That's true, as far as it goes. But it also woefully under-describes the OLC analysis. The complaint doesn't take issue with the other components of the OLC memo, like the statutory analysis, e.g. The plaintiffs appended the OLC memo to their complaint.
The plaintiffs argue that the President's policy violates the Take Care Clause and the APA. As to the Take Care Clause, the complaint says, "the President admitted that he 'took an action to change the law.' The Defendants could hardly contend otherwise because a deferred action program with an acceptance rate that rounds to 100% is a de facto entitlement--one that even the President and OLC previously admitted would require a change to the law." As to the APA, the complaint alleges that the President's policy made law without proper authority, and without following notice-and-comment rulemaking procedures.
Tuesday, November 25, 2014
Texas Governor-Elect Greg Abbott put the finest point yet on Republicans' legal case against President Obama over his announcement last week to defer immigration enforcement action against certain unauthorized aliens. Abbott said in a statement yesterday that President Obama's move violated the Take Care Clause, Congress's immigration authority under Article II, Section 8, and the Administrative Procedure Act.
These claims are head-and-shoulders above the kind of general blustering we've heard from others in the debate. But they're still far from specific. Indeed, they're answered by the OLC's own legal analysis: the OLC relies on congressionally-designed flexibility in the text of the INA, among other legal authorities, to conclude that President Obama's action is consistent with, and supported by, the INA. In other words, Congress wrote the INA (using its authority under Article II, Section 8) to give the President just this kind of flexibility in enforcement. If that's true--and we haven't heard many (if any) specifics challenging this interpretation from opponents of President Obama's actions--then it seems odd to argue that President Obama isn't properly executing the law, or that he isn't respecting a uniquely congressional authority, or that he's violating the APA. Indeed, it seems that's exactly what he's doing.

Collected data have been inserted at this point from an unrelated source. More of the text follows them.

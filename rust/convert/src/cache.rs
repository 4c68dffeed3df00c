// This Source Code Form is subject to the terms of the Mozilla Public
// License, v. 2.0. If a copy of the MPL was not distributed with this
// file, You can obtain one at https://mozilla.org/MPL/2.0/.

//! Identity caches linking source entities to their converted counterparts.
//!
//! Both sides are keyed by arena keys, never by value: two source materials
//! with identical contents are still two entries. The maps are append-only
//! while a geometry is being converted.

use rustc_hash::FxHashMap;
use slotmap::Key;

use geobridge_source as source;
use geobridge_target as target;

/// A bidirectional map from source identities to target identities.
///
/// Several source entities may share one target entity (elements are
/// deduplicated by name); the reverse direction then answers with the
/// first source entity recorded.
#[derive(Debug, Clone)]
pub struct IdentityMap<S: Key, T: Key> {
    forward: FxHashMap<S, T>,
    reverse: FxHashMap<T, S>,
}

impl<S: Key, T: Key> IdentityMap<S, T> {
    pub fn new() -> Self {
        Self {
            forward: FxHashMap::default(),
            reverse: FxHashMap::default(),
        }
    }

    /// Target mapped to `source`.
    pub fn get(&self, source: S) -> Option<T> {
        self.forward.get(&source).copied()
    }

    /// Source mapped to `target`.
    pub fn source_of(&self, target: T) -> Option<S> {
        self.reverse.get(&target).copied()
    }

    pub fn contains(&self, source: S) -> bool {
        self.forward.contains_key(&source)
    }

    /// Records `source -> target`. Existing entries are never overwritten;
    /// returns `false` if `source` was already mapped.
    pub fn insert(&mut self, source: S, target: T) -> bool {
        if self.forward.contains_key(&source) {
            return false;
        }
        self.forward.insert(source, target);
        self.reverse.entry(target).or_insert(source);
        true
    }

    pub fn len(&self) -> usize {
        self.forward.len()
    }

    pub fn is_empty(&self) -> bool {
        self.forward.is_empty()
    }

    pub fn iter(&self) -> impl Iterator<Item = (S, T)> + '_ {
        self.forward.iter().map(|(s, t)| (*s, *t))
    }

    pub(crate) fn clear(&mut self) {
        self.forward.clear();
        self.reverse.clear();
    }
}

impl<S: Key, T: Key> Default for IdentityMap<S, T> {
    fn default() -> Self {
        Self::new()
    }
}

/// The four identity caches of a conversion.
#[derive(Debug, Clone, Default)]
pub struct ConversionCaches {
    pub materials: IdentityMap<source::MaterialKey, target::MaterialKey>,
    pub elements: IdentityMap<source::ElementKey, target::ElementKey>,
    pub volumes: IdentityMap<source::VolumeKey, target::LogicalVolumeKey>,
    pub placements: IdentityMap<source::NodeKey, target::PlacementKey>,
}

impl ConversionCaches {
    pub fn new() -> Self {
        Self::default()
    }

    pub(crate) fn clear(&mut self) {
        self.materials.clear();
        self.elements.clear();
        self.volumes.clear();
        self.placements.clear();
    }
}
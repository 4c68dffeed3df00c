// This Source Code Form is subject to the terms of the Mozilla Public
// License, v. 2.0. If a copy of the MPL was not distributed with this
// file, You can obtain one at https://mozilla.org/MPL/2.0/.

//! Error types for geometry conversion.
//!
//! Every variant is fatal for the run: a partially converted geometry must
//! not be used for transport. Conversion failures name the operation that
//! raised them and the offending source entity.

/// Result type alias for conversion operations.
pub type Result<T> = std::result::Result<T, Error>;

/// Errors that can occur while converting a source geometry.
#[derive(Debug, thiserror::Error)]
pub enum Error {
    /// No source geometry was supplied.
    #[error("{operation}: cannot construct without a source geometry")]
    MissingGeometry { operation: &'static str },

    /// The source geometry is not closed.
    #[error("{operation}: source geometry '{geometry}' is not closed")]
    GeometryNotClosed {
        operation: &'static str,
        geometry: String,
    },

    /// The solid factory produced nothing for a shape.
    #[error("{operation}: cannot make solid from shape '{shape}'")]
    UnresolvableSolid { operation: &'static str, shape: String },

    /// A volume's material could not be resolved.
    #[error("{operation}: cannot make material for volume '{volume}'")]
    UnresolvableMaterial {
        operation: &'static str,
        volume: String,
    },

    /// A node's own volume could not be resolved.
    #[error("{operation}: no logical volume created for node '{node}'")]
    UnresolvableVolume { operation: &'static str, node: String },

    /// A non-top node's mother volume could not be resolved.
    #[error("{operation}: no mother logical volume created for node '{node}'")]
    UnresolvableMother { operation: &'static str, node: String },

    /// No canonical element exists for an atomic number.
    #[error("{operation}: no canonical element for Z={z} (element '{element}')")]
    UnknownElement {
        operation: &'static str,
        element: String,
        z: u32,
    },

    /// A key handed to the converter does not exist in the source geometry.
    #[error("{operation}: source entity not found: {entity}")]
    MissingSourceEntity {
        operation: &'static str,
        entity: String,
    },

    /// The hierarchy walk did not produce one placement per source node.
    #[error("hierarchy conversion produced {placements} placements for {nodes} source nodes")]
    TraversalMismatch { placements: usize, nodes: usize },

    /// An earlier construction attempt failed part way.
    #[error("construction previously failed, the converted geometry is incomplete")]
    ConstructionFailed,

    /// The configuration could not be loaded.
    #[error("invalid configuration: {0}")]
    Config(String),

    /// Serialization/deserialization error.
    #[error("serialization error: {0}")]
    Serialization(String),

    #[error("source geometry error: {0}")]
    Source(#[from] geobridge_source::Error),

    #[error("target geometry error: {0}")]
    Target(#[from] geobridge_target::Error),
}
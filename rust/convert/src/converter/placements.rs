// This Source Code Form is subject to the terms of the Mozilla Public
// License, v. 2.0. If a copy of the MPL was not distributed with this
// file, You can obtain one at https://mozilla.org/MPL/2.0/.

//! Node and hierarchy conversion.

use nalgebra::{Matrix3, Rotation3, Vector3};
use tracing::{debug, info};

use geobridge_source::{NodeKey, SourceGeometry, Transform, Visit};
use geobridge_target::PlacementKey;

use super::GeometryConverter;
use crate::error::{Error, Result};

/// Target rotation of a source transform, `None` when it does not rotate.
///
/// The source stores the row-major matrix mapping local to mother
/// coordinates; the target expects the inverse, which for a rotation is the
/// transpose.
pub fn target_rotation(transform: &Transform) -> Option<Rotation3<f64>> {
    if !transform.is_rotation() {
        return None;
    }
    let matrix = Matrix3::from_row_slice(&transform.rotation_matrix());
    Some(Rotation3::from_matrix_unchecked(matrix.transpose()))
}

impl GeometryConverter {
    /// Convert one node into a placement, or return its cached counterpart
    ///
    /// The mother is taken from the node's stored mother-volume link, except
    /// for the top node which has none.
    pub fn convert_node(&mut self, source: &SourceGeometry, key: NodeKey) -> Result<PlacementKey> {
        const OPERATION: &str = "convert node";

        if let Some(converted) = self.caches.placements.get(key) {
            return Ok(converted);
        }
        let (node, name) = source
            .node(key)
            .zip(source.node_name(key))
            .ok_or_else(|| Error::MissingSourceEntity {
                operation: OPERATION,
                entity: format!("{key:?}"),
            })?;

        if source.volume(node.volume).is_none() {
            return Err(Error::UnresolvableVolume {
                operation: OPERATION,
                node: name,
            });
        }
        let logical = self.convert_volume(source, node.volume)?;

        let mother = if source.top_node() == Some(key) {
            None
        } else {
            match node.mother_volume.filter(|&m| source.volume(m).is_some()) {
                Some(mother) => Some(self.convert_volume(source, mother)?),
                None => {
                    return Err(Error::UnresolvableMother {
                        operation: OPERATION,
                        node: name,
                    })
                }
            }
        };

        let rotation = target_rotation(&node.transform).map(|r| self.stores.add_rotation(r));
        let translation = Vector3::from(node.transform.translation_vector()) * self.config.units.length;

        let placement = self.stores.add_placement(
            rotation,
            translation,
            logical,
            name,
            mother,
            false,
            node.copy_number,
        )?;
        self.caches.placements.insert(key, placement);
        Ok(placement)
    }

    /// Convert the whole hierarchy and return the world placement
    ///
    /// The depth-first walk is authoritative for parentage: a node whose
    /// stored mother differs from the volume it was reached through is
    /// repaired before conversion.
    pub fn convert_hierarchy(&mut self, source: &mut SourceGeometry) -> Result<PlacementKey> {
        if !source.is_closed() {
            return Err(Error::GeometryNotClosed {
                operation: "convert hierarchy",
                geometry: source.name().to_string(),
            });
        }
        let top = source.top_node().ok_or(geobridge_source::Error::MissingTopNode)?;
        let world = self.convert_node(source, top)?;

        let visits: Vec<Visit> = source.walk().collect();
        for visit in visits {
            let reached_through = source.node(visit.parent).map(|n| n.volume);
            let stored = source.node(visit.node).and_then(|n| n.mother_volume);
            if stored != reached_through {
                let name = source.node_name(visit.node).unwrap_or_default();
                debug!(
                    node = %name,
                    depth = visit.depth,
                    "Repairing mother volume link"
                );
                source.set_mother_volume(visit.node, reached_through)?;
            }
            self.convert_node(source, visit.node)?;
        }

        let placements = self.caches.placements.len();
        let nodes = source.node_count();
        if placements != nodes {
            return Err(Error::TraversalMismatch { placements, nodes });
        }
        info!(physical_volumes = placements, "Physical volumes converted");
        Ok(world)
    }
}
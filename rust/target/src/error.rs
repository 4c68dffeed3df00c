// This Source Code Form is subject to the terms of the Mozilla Public
// License, v. 2.0. If a copy of the MPL was not distributed with this
// file, You can obtain one at https://mozilla.org/MPL/2.0/.

//! Error types for target registry operations.

use crate::keys::*;

/// Result type alias for target registry operations.
pub type Result<T> = std::result::Result<T, Error>;

/// Errors that can occur while populating the target registries.
#[derive(Debug, thiserror::Error)]
pub enum Error {
    /// More components were added to a material than it declared.
    #[error("material '{name}' declared {declared} components, cannot add more")]
    TooManyComponents { name: String, declared: usize },

    /// More isotopes were added to an element than it declared.
    #[error("element '{name}' declared {declared} isotopes, cannot add more")]
    TooManyIsotopes { name: String, declared: usize },

    #[error("isotope not found: {0:?}")]
    IsotopeNotFound(IsotopeKey),

    #[error("element not found: {0:?}")]
    ElementNotFound(ElementKey),

    #[error("material not found: {0:?}")]
    MaterialNotFound(MaterialKey),

    #[error("solid not found: {0:?}")]
    SolidNotFound(SolidKey),

    #[error("rotation not found: {0:?}")]
    RotationNotFound(RotationKey),

    #[error("logical volume not found: {0:?}")]
    LogicalVolumeNotFound(LogicalVolumeKey),
}
// This Source Code Form is subject to the terms of the Mozilla Public
// License, v. 2.0. If a copy of the MPL was not distributed with this
// file, You can obtain one at https://mozilla.org/MPL/2.0/.

//! Element and material conversion.

use tracing::{debug, info};

use geobridge_source::{self as source, Composition, SourceGeometry};
use geobridge_target::{self as target, MaterialState};

use super::GeometryConverter;
use crate::error::{Error, Result};

/// Map a source material state onto the target one.
pub(crate) fn target_state(state: source::MaterialState) -> MaterialState {
    match state {
        source::MaterialState::Undefined => MaterialState::Undefined,
        source::MaterialState::Solid => MaterialState::Solid,
        source::MaterialState::Liquid => MaterialState::Liquid,
        source::MaterialState::Gas => MaterialState::Gas,
    }
}

impl GeometryConverter {
    /// Convert every source material in list order
    ///
    /// Returns the number of converted materials.
    pub fn convert_materials(&mut self, source: &SourceGeometry) -> Result<usize> {
        for (key, _) in source.materials() {
            self.convert_material(source, key)?;
        }
        let count = self.caches.materials.len();
        info!(materials = count, "Materials converted");
        Ok(count)
    }

    /// Convert one material, or return its cached counterpart
    pub fn convert_material(
        &mut self,
        source: &SourceGeometry,
        key: source::MaterialKey,
    ) -> Result<target::MaterialKey> {
        const OPERATION: &str = "convert material";

        if let Some(converted) = self.caches.materials.get(key) {
            return Ok(converted);
        }
        let material = source.material(key).ok_or_else(|| Error::MissingSourceEntity {
            operation: OPERATION,
            entity: format!("{key:?}"),
        })?;

        let units = self.config.units;
        let vacuum = self.config.vacuum;
        let name = material.name.clone();
        let density = material.density * units.density;
        let z = source.material_z(key).unwrap_or(0.0);
        let state = target_state(material.state);
        let temperature = material.temperature * units.temperature;
        let pressure = material.pressure * units.pressure;

        let converted = if density < vacuum.density_threshold || z < 1.0 {
            debug!(material = %name, density, z, "Substituting vacuum for ill-defined material");
            self.stores.add_simple_material(
                name,
                vacuum.z,
                vacuum.a,
                vacuum.density,
                MaterialState::Gas,
                vacuum.temperature,
                vacuum.pressure,
            )
        } else {
            match &material.composition {
                Composition::Mixture(components) => {
                    // Elements first, so a failing component leaves no material shell.
                    let mut elements = Vec::with_capacity(components.len());
                    for component in components {
                        let element = self.convert_element(source, component.element)?;
                        elements.push((element, component.weight));
                    }
                    let shell =
                        self.stores
                            .add_material(name, density, elements.len(), state, temperature, pressure);
                    for (element, weight) in elements {
                        self.stores.add_element_to_material(shell, element, weight)?;
                    }
                    shell
                }
                Composition::Element {
                    element: Some(element),
                    ..
                } if source.element(*element).is_some_and(|e| e.has_isotopes()) => {
                    let element = self.convert_element(source, *element)?;
                    let shell = self
                        .stores
                        .add_material(name, density, 1, state, temperature, pressure);
                    self.stores.add_element_to_material(shell, element, 1.0)?;
                    shell
                }
                Composition::Element { z, a, .. } => self.stores.add_simple_material(
                    name,
                    *z,
                    *a * units.molar_mass,
                    density,
                    state,
                    temperature,
                    pressure,
                ),
            }
        };

        self.caches.materials.insert(key, converted);
        Ok(converted)
    }

    /// Convert one element
    ///
    /// An element already registered under the source element's display name
    /// is reused. Elements carrying isotopes are rebuilt from them; all others
    /// come from the canonical element table.
    pub fn convert_element(
        &mut self,
        source: &SourceGeometry,
        key: source::ElementKey,
    ) -> Result<target::ElementKey> {
        const OPERATION: &str = "convert element";

        let element = source.element(key).ok_or_else(|| Error::MissingSourceEntity {
            operation: OPERATION,
            entity: format!("{key:?}"),
        })?;
        if let Some(existing) = self.stores.element_by_name(&element.name) {
            self.caches.elements.insert(key, existing);
            return Ok(existing);
        }
        if let Some(converted) = self.caches.elements.get(key) {
            return Ok(converted);
        }

        let table = source.element_table();
        let molar_mass = self.config.units.molar_mass;
        let converted = if element.has_isotopes() {
            let first_z = element.isotopes[0].isotope.z;
            let symbol = table
                .element(first_z)
                .ok_or_else(|| Error::UnknownElement {
                    operation: OPERATION,
                    element: element.name.clone(),
                    z: first_z,
                })?
                .symbol
                .clone();

            let isotopes: Vec<_> = element
                .isotopes
                .iter()
                .map(|fraction| {
                    let iso = &fraction.isotope;
                    let key = self
                        .stores
                        .add_isotope(iso.name.clone(), iso.z, iso.n, iso.a * molar_mass);
                    (key, fraction.abundance)
                })
                .collect();

            let built = self
                .stores
                .add_isotopic_element(element.name.clone(), symbol, isotopes.len());
            for (isotope, abundance) in isotopes.iter().copied() {
                self.stores.add_isotope_to_element(built, isotope, abundance)?;
            }
            debug!(element = %element.name, isotopes = isotopes.len(), "Element built from isotopes");
            built
        } else {
            let canonical = table.element(element.z).ok_or_else(|| Error::UnknownElement {
                operation: OPERATION,
                element: element.name.clone(),
                z: element.z,
            })?;
            match self.stores.element_by_name(&canonical.name) {
                Some(existing) => existing,
                None => self.stores.add_element(
                    canonical.name.clone(),
                    canonical.symbol.clone(),
                    canonical.z as f64,
                    canonical.a * molar_mass,
                ),
            }
        };

        self.caches.elements.insert(key, converted);
        Ok(converted)
    }
}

Moreover, Abbott's statement is silent on prior executive practice, an important tool in sorting out this kind of separation-of-powers problem.
Abbott swears that "[t]his is a legal issue, not a political issue." But before we can take that claim seriously, it'd help if Abbott, Oklahoma AG Scott Pruitt, Kansas AG Kris Kobach, and others threatening suit sharpen their case with a little statutory interpretation and history of executive practice (to say nothing of Supreme Court precedent). We'll keep you posted.
Friday, November 21, 2014
House Republicans filed their expected lawsuit against the Obama administration, arguing that the administration spend money on the Affordable Care Act's insurer offset program without an appropriation and extended the ACA's deadline for the employer mandate without congressional authorization. The complaint is here; Jonathan Turley's post on his blog onthe case is here; we previously posted on the issue here. It's also all over the news.
The case is only the latest move by opponents of the ACA to chip away and ultimately kill the Act by a thousand cuts. It's also only the latest move by opponents of President Obama in their effort to cast him as lawless.
House Republicans' first claim involves the administration's expenditures of funds that haven't been appropriated by Congress. The ACA contains two expenditure programs. The first, the Section 1401 Refundable Tax Credit Program, provides refundable tax credits for individual purchasers of health insurance on an ACA health insurance marketplace exchange. The second, the Section 1402 Offset Program, provides direct payments to ACA insurers to offset costs that they incur in providing cost-sharing reductions to beneficiaries that are required under the Act.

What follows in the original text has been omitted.